Go through the data and copy each line where the word "record" shows up.

• • • • • • •

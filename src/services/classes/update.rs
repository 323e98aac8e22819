use actix_web::HttpRequest;
use tracing::info;

use super::{ClassService, validate_capacity};
use crate::models::ErrorCode;
use crate::models::classes::requests::UpdateClassRequest;
use crate::services::access::route_class_context;
use crate::services::responses::{ServiceResult, bad_request, internal, not_found, ok};
use crate::utils::validate::validate_text;

pub async fn update_class(
    service: &ClassService,
    request: &HttpRequest,
    mut update_data: UpdateClassRequest,
) -> ServiceResult {
    let ctx = route_class_context(request)?;
    let storage = service.get_storage(request)?;

    if let Some(name) = &update_data.name {
        validate_text("Class name", name, 1, 100)
            .map_err(|e| bad_request(ErrorCode::BadRequest, e))?;
        update_data.name = Some(name.trim().to_string());
    }
    validate_capacity(update_data.capacity).map_err(|e| bad_request(ErrorCode::BadRequest, e))?;

    // 容量不能低于已批准人数
    if let Some(capacity) = update_data.capacity {
        let approved = storage
            .count_approved_students(ctx.class.id)
            .await
            .map_err(internal("Failed to count students"))?;
        if u64::try_from(capacity).unwrap_or(0) < approved {
            return Err(bad_request(
                ErrorCode::BadRequest,
                format!("Capacity cannot be lower than the {approved} enrolled students"),
            ));
        }
    }

    let class = storage
        .update_class(ctx.class.id, update_data)
        .await
        .map_err(internal("Failed to update class"))?
        .ok_or_else(|| not_found(ErrorCode::ClassNotFound, "Class not found"))?;

    info!("Class {} updated", class.id);
    ok(class, "Class updated successfully")
}
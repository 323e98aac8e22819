pub mod list;

use actix_web::{HttpRequest, HttpResponse, Result as ActixResult};
use std::sync::Arc;
use tracing::warn;

use super::declare_service;
use super::responses::finish;
use crate::models::audit::{AuditListParams, NewAuditLog};
use crate::storage::Storage;

declare_service!(AuditService);

impl AuditService {
    // 审计日志列表（管理员）
    pub async fn list_audit_logs(
        &self,
        request: &HttpRequest,
        query: AuditListParams,
    ) -> ActixResult<HttpResponse> {
        finish(list::list_audit_logs(self, request, query).await)
    }
}

/// 一条待写入的审计记录
pub struct AuditEntry<'a> {
    pub action: &'a str,
    pub entity_type: &'a str,
    pub entity_id: i64,
    pub details: Option<String>,
}

/// 写入审计日志，失败只记录告警，不影响业务请求
pub async fn record(
    storage: &Arc<dyn Storage>,
    request: &HttpRequest,
    actor_id: i64,
    entry: AuditEntry<'_>,
) {
    let ip_address = request
        .connection_info()
        .realip_remote_addr()
        .map(str::to_string);

    let log = NewAuditLog {
        user_id: Some(actor_id),
        action: entry.action.to_string(),
        entity_type: entry.entity_type.to_string(),
        entity_id: Some(entry.entity_id),
        details: entry.details,
        ip_address,
    };

    if let Err(e) = storage.create_audit_log(log).await {
        warn!(
            "Failed to record audit log {} for {} {}: {}",
            entry.action, entry.entity_type, entry.entity_id, e
        );
    }
}
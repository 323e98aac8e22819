use serde::Deserialize;
use ts_rs::TS;

use crate::models::users::entities::UserRole;

#[derive(Debug, Deserialize, TS)]
#[ts(export, export_to = "auth.ts")]
pub struct LoginRequest {
    /// 用户名或邮箱
    pub username: String,
    pub password: String,
    #[serde(default)]
    pub remember_me: bool,
}

#[derive(Debug, Deserialize, TS)]
#[ts(export, export_to = "auth.ts")]
pub struct RegisterRequest {
    pub username: String,
    pub email: String,
    pub password: String,
    /// 只能是 student 或 teacher，默认 student
    pub role: Option<UserRole>,
    pub display_name: Option<String>,
    pub grade_level: Option<String>,
    pub department: Option<String>,
}

// 当前用户更新资料
#[derive(Debug, Default, Deserialize, TS)]
#[ts(export, export_to = "auth.ts")]
pub struct UpdateProfileRequest {
    pub display_name: Option<String>,
    pub avatar_url: Option<String>,
    pub grade_level: Option<String>,
    pub department: Option<String>,
    pub current_password: Option<String>,
    pub new_password: Option<String>,
}
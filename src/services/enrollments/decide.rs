use actix_web::HttpRequest;
use tracing::info;

use super::EnrollmentService;
use crate::models::ErrorCode;
use crate::models::audit::actions;
use crate::models::enrollments::{DecideEnrollmentRequest, EnrollmentStatus};
use crate::models::notifications::{NewNotification, NotificationKind};
use crate::services::access::{current_user, manager_context};
use crate::services::audit::{AuditEntry, record};
use crate::services::notifications::dispatch;
use crate::services::responses::{
    ServiceResult, bad_request, conflict, internal, not_found, ok,
};

pub async fn decide_enrollment(
    service: &EnrollmentService,
    request: &HttpRequest,
    enrollment_id: i64,
    decision: DecideEnrollmentRequest,
) -> ServiceResult {
    let user = current_user(request)?;
    let storage = service.get_storage(request)?;

    if decision.status == EnrollmentStatus::Pending {
        return Err(bad_request(
            ErrorCode::BadRequest,
            "Decision must be approved or rejected",
        ));
    }

    let enrollment = storage
        .get_enrollment_by_id(enrollment_id)
        .await
        .map_err(internal("Failed to load enrollment"))?
        .ok_or_else(|| not_found(ErrorCode::EnrollmentNotFound, "Enrollment not found"))?;

    let ctx = manager_context(&storage, &user, enrollment.class_id).await?;

    if enrollment.status != EnrollmentStatus::Pending {
        return Err(conflict(
            ErrorCode::EnrollmentNotPending,
            "Enrollment has already been decided",
        ));
    }

    if decision.status == EnrollmentStatus::Approved {
        let approved = storage
            .count_approved_students(ctx.class.id)
            .await
            .map_err(internal("Failed to count students"))?;
        if ctx.class.is_full(approved) {
            return Err(conflict(ErrorCode::ClassFull, "Class is full"));
        }
    }

    // 并发审批时只有一个请求能把 pending 改掉
    let updated = storage
        .decide_enrollment(enrollment.id, decision.status, user.id)
        .await
        .map_err(internal("Failed to decide enrollment"))?;
    if !updated {
        return Err(conflict(
            ErrorCode::EnrollmentNotPending,
            "Enrollment has already been decided",
        ));
    }

    let title = match decision.status {
        EnrollmentStatus::Approved => format!("You have joined {}", ctx.class.name),
        _ => format!("Your request to join {} was declined", ctx.class.name),
    };
    dispatch(
        &storage,
        vec![
            NewNotification::new(enrollment.student_id, NotificationKind::Enrollment, title)
                .reference("class", ctx.class.id),
        ],
    )
    .await;

    record(
        &storage,
        request,
        user.id,
        AuditEntry {
            action: actions::ENROLLMENT_DECIDE,
            entity_type: "enrollment",
            entity_id: enrollment.id,
            details: Some(decision.status.to_string()),
        },
    )
    .await;

    let enrollment = storage
        .get_enrollment_by_id(enrollment.id)
        .await
        .map_err(internal("Failed to load enrollment"))?
        .ok_or_else(|| not_found(ErrorCode::EnrollmentNotFound, "Enrollment not found"))?;

    info!(
        "Enrollment {} {} by {}",
        enrollment.id, enrollment.status, user.username
    );
    ok(enrollment, "Enrollment decided successfully")
}
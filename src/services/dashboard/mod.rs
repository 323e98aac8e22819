//! 按角色汇总的首页数据

pub mod admin;
pub mod student;
pub mod teacher;

use actix_web::{HttpRequest, HttpResponse, Result as ActixResult};

use super::declare_service;
use super::responses::{ServiceResult, finish, ok};
use crate::models::dashboard::DashboardResponse;
use crate::models::users::entities::UserRole;
use crate::services::access::current_user;

pub(crate) use student::student_snapshot;

/// 首页展示的最近公告和审计条数
pub const RECENT_LIMIT: u64 = 5;

declare_service!(DashboardService);

impl DashboardService {
    pub async fn get_dashboard(&self, request: &HttpRequest) -> ActixResult<HttpResponse> {
        finish(self.build(request).await)
    }

    async fn build(&self, request: &HttpRequest) -> ServiceResult {
        let user = current_user(request)?;
        let storage = self.get_storage(request)?;

        let dashboard = match user.role {
            UserRole::Student => {
                DashboardResponse::Student(student::student_dashboard(&storage, &user).await?)
            }
            UserRole::Teacher => {
                DashboardResponse::Teacher(teacher::teacher_dashboard(&storage, &user).await?)
            }
            UserRole::Admin => DashboardResponse::Admin(admin::admin_dashboard(&storage).await?),
        };

        ok(dashboard, "Dashboard retrieved successfully")
    }
}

• • • • • • •

TASK RESULT
pub async fn record(
            "Failed to record audit log {} for {} {}: {}",
use crate::services::audit::{AuditEntry, record};
    record(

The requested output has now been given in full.